**WHAT NEEDS TO BE DONE:**
Return the run of lines below that opens with the line containing "impl Broker for" and closes with the line containing "#[tokio::test(start_paused = true)]", keeping each one exact.

Data items
· · ·

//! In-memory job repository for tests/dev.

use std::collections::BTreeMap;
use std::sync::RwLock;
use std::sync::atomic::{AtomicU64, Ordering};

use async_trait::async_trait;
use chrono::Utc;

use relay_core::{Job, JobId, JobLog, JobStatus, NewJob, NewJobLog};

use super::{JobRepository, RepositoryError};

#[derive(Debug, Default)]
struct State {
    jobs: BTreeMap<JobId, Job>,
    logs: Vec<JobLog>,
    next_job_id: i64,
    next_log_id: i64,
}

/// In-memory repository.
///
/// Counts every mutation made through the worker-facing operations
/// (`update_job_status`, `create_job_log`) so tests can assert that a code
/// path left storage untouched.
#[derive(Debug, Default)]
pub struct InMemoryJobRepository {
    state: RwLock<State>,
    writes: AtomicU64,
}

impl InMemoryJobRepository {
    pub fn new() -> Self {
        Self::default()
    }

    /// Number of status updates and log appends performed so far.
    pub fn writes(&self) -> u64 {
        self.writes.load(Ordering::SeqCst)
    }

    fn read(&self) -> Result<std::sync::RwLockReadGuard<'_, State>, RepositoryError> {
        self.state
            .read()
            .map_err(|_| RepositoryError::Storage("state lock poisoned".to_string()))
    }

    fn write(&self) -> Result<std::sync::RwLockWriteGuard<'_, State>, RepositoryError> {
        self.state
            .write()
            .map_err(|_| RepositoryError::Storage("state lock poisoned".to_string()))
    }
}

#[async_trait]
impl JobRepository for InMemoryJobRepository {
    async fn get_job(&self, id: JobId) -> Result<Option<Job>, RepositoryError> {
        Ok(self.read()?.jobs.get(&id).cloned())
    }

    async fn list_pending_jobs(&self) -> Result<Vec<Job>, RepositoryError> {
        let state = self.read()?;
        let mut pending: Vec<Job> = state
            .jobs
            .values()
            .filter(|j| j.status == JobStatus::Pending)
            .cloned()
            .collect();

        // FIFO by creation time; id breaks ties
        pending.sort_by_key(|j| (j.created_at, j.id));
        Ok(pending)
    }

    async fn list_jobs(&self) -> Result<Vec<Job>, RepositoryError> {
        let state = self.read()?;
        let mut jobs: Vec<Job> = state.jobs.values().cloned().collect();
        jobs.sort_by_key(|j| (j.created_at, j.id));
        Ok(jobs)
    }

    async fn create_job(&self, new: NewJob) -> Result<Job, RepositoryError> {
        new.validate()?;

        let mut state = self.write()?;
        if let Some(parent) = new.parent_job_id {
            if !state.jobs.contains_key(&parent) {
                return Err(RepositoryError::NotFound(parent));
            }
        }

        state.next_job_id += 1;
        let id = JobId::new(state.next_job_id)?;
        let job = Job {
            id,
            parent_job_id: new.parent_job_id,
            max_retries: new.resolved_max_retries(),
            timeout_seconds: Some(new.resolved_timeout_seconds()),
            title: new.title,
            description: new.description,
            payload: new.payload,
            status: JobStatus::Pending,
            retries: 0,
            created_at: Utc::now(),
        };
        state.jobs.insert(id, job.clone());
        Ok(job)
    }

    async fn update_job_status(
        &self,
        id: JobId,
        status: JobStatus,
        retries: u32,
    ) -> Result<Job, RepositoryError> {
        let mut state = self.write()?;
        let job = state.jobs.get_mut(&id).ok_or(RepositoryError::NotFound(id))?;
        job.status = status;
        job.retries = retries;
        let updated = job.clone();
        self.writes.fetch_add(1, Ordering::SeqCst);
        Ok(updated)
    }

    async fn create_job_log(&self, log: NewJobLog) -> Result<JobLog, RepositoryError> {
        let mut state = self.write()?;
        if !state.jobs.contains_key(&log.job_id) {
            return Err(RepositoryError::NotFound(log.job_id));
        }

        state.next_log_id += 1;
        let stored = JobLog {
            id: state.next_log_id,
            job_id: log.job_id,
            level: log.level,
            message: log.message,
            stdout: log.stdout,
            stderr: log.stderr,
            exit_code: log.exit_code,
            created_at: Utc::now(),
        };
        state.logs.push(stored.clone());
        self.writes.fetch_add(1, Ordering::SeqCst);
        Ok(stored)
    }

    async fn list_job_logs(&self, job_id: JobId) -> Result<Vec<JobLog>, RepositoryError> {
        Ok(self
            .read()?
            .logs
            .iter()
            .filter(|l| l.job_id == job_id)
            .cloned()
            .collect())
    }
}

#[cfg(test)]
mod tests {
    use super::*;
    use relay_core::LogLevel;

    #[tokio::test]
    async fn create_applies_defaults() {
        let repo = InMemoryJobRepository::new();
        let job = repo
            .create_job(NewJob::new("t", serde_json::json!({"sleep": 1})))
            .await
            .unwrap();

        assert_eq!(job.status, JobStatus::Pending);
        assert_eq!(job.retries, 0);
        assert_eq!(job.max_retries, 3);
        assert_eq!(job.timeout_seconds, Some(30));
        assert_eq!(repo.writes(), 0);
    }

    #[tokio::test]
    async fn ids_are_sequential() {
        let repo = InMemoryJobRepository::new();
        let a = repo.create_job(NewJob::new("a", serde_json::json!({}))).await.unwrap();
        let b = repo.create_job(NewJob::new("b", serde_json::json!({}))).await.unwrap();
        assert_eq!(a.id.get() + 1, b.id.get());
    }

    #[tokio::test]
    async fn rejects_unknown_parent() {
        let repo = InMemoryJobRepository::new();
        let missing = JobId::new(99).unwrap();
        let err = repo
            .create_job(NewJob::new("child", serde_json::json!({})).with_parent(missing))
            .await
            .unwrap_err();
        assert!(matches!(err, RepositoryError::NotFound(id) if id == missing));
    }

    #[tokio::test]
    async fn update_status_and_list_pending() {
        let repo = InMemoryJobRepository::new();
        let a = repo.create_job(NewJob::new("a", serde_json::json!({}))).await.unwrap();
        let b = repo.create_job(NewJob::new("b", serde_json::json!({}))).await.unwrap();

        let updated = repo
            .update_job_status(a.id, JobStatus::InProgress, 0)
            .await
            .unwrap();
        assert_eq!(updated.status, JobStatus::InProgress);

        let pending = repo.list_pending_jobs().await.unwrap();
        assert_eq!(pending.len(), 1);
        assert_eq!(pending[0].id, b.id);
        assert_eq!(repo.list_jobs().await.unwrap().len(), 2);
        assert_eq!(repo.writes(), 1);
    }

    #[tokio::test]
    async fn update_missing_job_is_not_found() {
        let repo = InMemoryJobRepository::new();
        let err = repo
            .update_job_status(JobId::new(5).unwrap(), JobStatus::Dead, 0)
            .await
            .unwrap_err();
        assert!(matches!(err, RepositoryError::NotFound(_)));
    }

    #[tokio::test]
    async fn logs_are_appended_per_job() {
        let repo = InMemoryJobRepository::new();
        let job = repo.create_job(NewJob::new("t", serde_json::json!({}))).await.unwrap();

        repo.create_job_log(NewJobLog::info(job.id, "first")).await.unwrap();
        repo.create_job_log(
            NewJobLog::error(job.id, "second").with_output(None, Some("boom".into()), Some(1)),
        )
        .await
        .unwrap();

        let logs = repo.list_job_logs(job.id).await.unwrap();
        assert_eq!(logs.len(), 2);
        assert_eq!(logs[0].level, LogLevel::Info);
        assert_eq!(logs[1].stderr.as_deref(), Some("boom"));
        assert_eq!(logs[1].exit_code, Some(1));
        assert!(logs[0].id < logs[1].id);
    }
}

· · ·

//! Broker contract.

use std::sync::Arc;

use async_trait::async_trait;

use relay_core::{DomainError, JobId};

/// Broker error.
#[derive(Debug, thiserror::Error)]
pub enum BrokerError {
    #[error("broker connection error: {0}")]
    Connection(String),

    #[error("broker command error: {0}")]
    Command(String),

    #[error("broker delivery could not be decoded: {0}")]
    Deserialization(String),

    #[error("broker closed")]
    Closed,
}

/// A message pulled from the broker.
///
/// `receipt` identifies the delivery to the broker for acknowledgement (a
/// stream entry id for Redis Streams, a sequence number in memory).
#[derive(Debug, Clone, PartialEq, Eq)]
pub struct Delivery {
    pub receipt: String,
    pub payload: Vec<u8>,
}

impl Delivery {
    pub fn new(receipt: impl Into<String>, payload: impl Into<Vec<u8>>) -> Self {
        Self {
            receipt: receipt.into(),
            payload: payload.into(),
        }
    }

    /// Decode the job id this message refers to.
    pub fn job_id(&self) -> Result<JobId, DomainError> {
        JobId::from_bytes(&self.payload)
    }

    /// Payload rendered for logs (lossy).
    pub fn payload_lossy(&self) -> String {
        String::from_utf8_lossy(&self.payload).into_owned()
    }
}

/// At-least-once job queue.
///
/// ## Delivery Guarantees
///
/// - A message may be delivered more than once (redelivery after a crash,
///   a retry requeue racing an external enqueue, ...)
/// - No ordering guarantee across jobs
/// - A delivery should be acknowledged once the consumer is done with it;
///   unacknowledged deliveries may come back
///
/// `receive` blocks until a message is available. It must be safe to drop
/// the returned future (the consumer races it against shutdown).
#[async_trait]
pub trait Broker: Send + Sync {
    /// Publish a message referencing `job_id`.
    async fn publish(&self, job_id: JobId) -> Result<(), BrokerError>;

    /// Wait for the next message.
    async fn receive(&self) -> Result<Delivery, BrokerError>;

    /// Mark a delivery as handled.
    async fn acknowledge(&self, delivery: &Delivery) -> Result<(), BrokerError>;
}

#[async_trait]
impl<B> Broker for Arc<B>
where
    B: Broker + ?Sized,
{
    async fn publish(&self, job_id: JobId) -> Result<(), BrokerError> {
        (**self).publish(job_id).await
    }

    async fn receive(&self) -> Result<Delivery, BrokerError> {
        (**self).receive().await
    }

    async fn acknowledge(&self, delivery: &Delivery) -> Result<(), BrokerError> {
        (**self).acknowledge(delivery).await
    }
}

· · ·

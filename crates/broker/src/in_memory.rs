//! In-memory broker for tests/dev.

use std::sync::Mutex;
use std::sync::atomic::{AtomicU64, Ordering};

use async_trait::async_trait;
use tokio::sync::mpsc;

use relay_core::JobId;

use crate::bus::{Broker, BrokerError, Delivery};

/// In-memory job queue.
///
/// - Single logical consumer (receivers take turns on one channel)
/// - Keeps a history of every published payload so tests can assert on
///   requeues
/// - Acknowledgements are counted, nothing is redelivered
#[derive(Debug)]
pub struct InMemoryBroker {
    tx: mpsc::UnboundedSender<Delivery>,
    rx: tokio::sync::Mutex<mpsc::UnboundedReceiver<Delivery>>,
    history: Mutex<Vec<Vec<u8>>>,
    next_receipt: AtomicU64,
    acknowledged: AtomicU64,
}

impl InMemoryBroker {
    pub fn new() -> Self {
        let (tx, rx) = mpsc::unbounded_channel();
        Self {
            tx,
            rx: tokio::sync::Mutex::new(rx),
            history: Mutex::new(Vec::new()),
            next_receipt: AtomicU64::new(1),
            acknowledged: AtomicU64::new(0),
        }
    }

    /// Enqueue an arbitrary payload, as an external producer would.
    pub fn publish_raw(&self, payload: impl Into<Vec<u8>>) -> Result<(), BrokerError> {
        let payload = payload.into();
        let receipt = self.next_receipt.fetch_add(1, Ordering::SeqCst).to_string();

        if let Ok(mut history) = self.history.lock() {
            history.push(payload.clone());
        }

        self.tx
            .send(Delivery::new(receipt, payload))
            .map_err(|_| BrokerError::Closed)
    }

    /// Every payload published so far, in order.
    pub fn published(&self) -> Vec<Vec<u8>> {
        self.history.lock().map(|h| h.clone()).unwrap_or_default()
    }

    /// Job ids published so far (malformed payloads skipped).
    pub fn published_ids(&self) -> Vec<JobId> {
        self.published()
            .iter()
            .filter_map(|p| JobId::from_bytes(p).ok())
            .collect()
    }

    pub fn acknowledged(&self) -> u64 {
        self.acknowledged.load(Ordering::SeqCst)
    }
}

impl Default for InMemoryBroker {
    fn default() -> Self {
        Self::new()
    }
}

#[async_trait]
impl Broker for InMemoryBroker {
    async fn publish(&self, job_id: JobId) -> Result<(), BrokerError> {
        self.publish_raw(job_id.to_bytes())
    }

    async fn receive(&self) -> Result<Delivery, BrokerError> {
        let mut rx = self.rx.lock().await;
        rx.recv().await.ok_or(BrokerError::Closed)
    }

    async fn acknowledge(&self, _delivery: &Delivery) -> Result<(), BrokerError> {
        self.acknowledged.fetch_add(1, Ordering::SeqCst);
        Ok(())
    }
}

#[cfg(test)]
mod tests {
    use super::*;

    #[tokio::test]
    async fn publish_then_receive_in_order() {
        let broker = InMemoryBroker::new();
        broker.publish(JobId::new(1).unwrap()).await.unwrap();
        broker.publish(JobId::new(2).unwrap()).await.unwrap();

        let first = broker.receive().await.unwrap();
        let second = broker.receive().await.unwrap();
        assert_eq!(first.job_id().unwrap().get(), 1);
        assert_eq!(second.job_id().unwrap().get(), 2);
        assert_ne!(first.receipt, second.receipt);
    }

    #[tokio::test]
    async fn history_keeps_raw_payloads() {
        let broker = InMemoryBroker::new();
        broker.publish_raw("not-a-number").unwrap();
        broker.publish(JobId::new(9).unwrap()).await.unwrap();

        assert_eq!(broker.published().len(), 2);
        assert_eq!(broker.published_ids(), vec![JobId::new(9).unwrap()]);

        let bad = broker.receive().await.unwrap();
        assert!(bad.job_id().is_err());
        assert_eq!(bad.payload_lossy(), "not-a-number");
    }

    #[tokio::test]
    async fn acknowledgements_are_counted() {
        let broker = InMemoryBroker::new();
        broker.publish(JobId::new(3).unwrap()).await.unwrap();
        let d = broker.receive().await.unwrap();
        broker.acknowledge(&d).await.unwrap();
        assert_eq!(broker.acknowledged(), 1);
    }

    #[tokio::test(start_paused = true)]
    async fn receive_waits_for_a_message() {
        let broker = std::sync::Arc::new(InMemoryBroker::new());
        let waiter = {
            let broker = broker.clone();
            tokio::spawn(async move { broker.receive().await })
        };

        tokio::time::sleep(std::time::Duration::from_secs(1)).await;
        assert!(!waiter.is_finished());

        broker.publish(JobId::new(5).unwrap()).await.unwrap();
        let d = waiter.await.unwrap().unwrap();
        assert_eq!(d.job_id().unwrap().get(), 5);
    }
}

· · ·

**TASK OUTPUT:**
impl Broker for InMemoryBroker {
    async fn publish(&self, job_id: JobId) -> Result<(), BrokerError> {
        self.publish_raw(job_id.to_bytes())
    }

    async fn receive(&self) -> Result<Delivery, BrokerError> {
        let mut rx = self.rx.lock().await;
        rx.recv().await.ok_or(BrokerError::Closed)
    }

    async fn acknowledge(&self, _delivery: &Delivery) -> Result<(), BrokerError> {
        self.acknowledged.fetch_add(1, Ordering::SeqCst);
        Ok(())
    }
}

#[cfg(test)]
mod tests {
    use super::*;

    #[tokio::test]
    async fn publish_then_receive_in_order() {
        let broker = InMemoryBroker::new();
        broker.publish(JobId::new(1).unwrap()).await.unwrap();
        broker.publish(JobId::new(2).unwrap()).await.unwrap();

        let first = broker.receive().await.unwrap();
        let second = broker.receive().await.unwrap();
        assert_eq!(first.job_id().unwrap().get(), 1);
        assert_eq!(second.job_id().unwrap().get(), 2);
        assert_ne!(first.receipt, second.receipt);
    }

    #[tokio::test]
    async fn history_keeps_raw_payloads() {
        let broker = InMemoryBroker::new();
        broker.publish_raw("not-a-number").unwrap();
        broker.publish(JobId::new(9).unwrap()).await.unwrap();

        assert_eq!(broker.published().len(), 2);
        assert_eq!(broker.published_ids(), vec![JobId::new(9).unwrap()]);

        let bad = broker.receive().await.unwrap();
        assert!(bad.job_id().is_err());
        assert_eq!(bad.payload_lossy(), "not-a-number");
    }

    #[tokio::test]
    async fn acknowledgements_are_counted() {
        let broker = InMemoryBroker::new();
        broker.publish(JobId::new(3).unwrap()).await.unwrap();
        let d = broker.receive().await.unwrap();
        broker.acknowledge(&d).await.unwrap();
        assert_eq!(broker.acknowledged(), 1);
    }

    #[tokio::test(start_paused = true)]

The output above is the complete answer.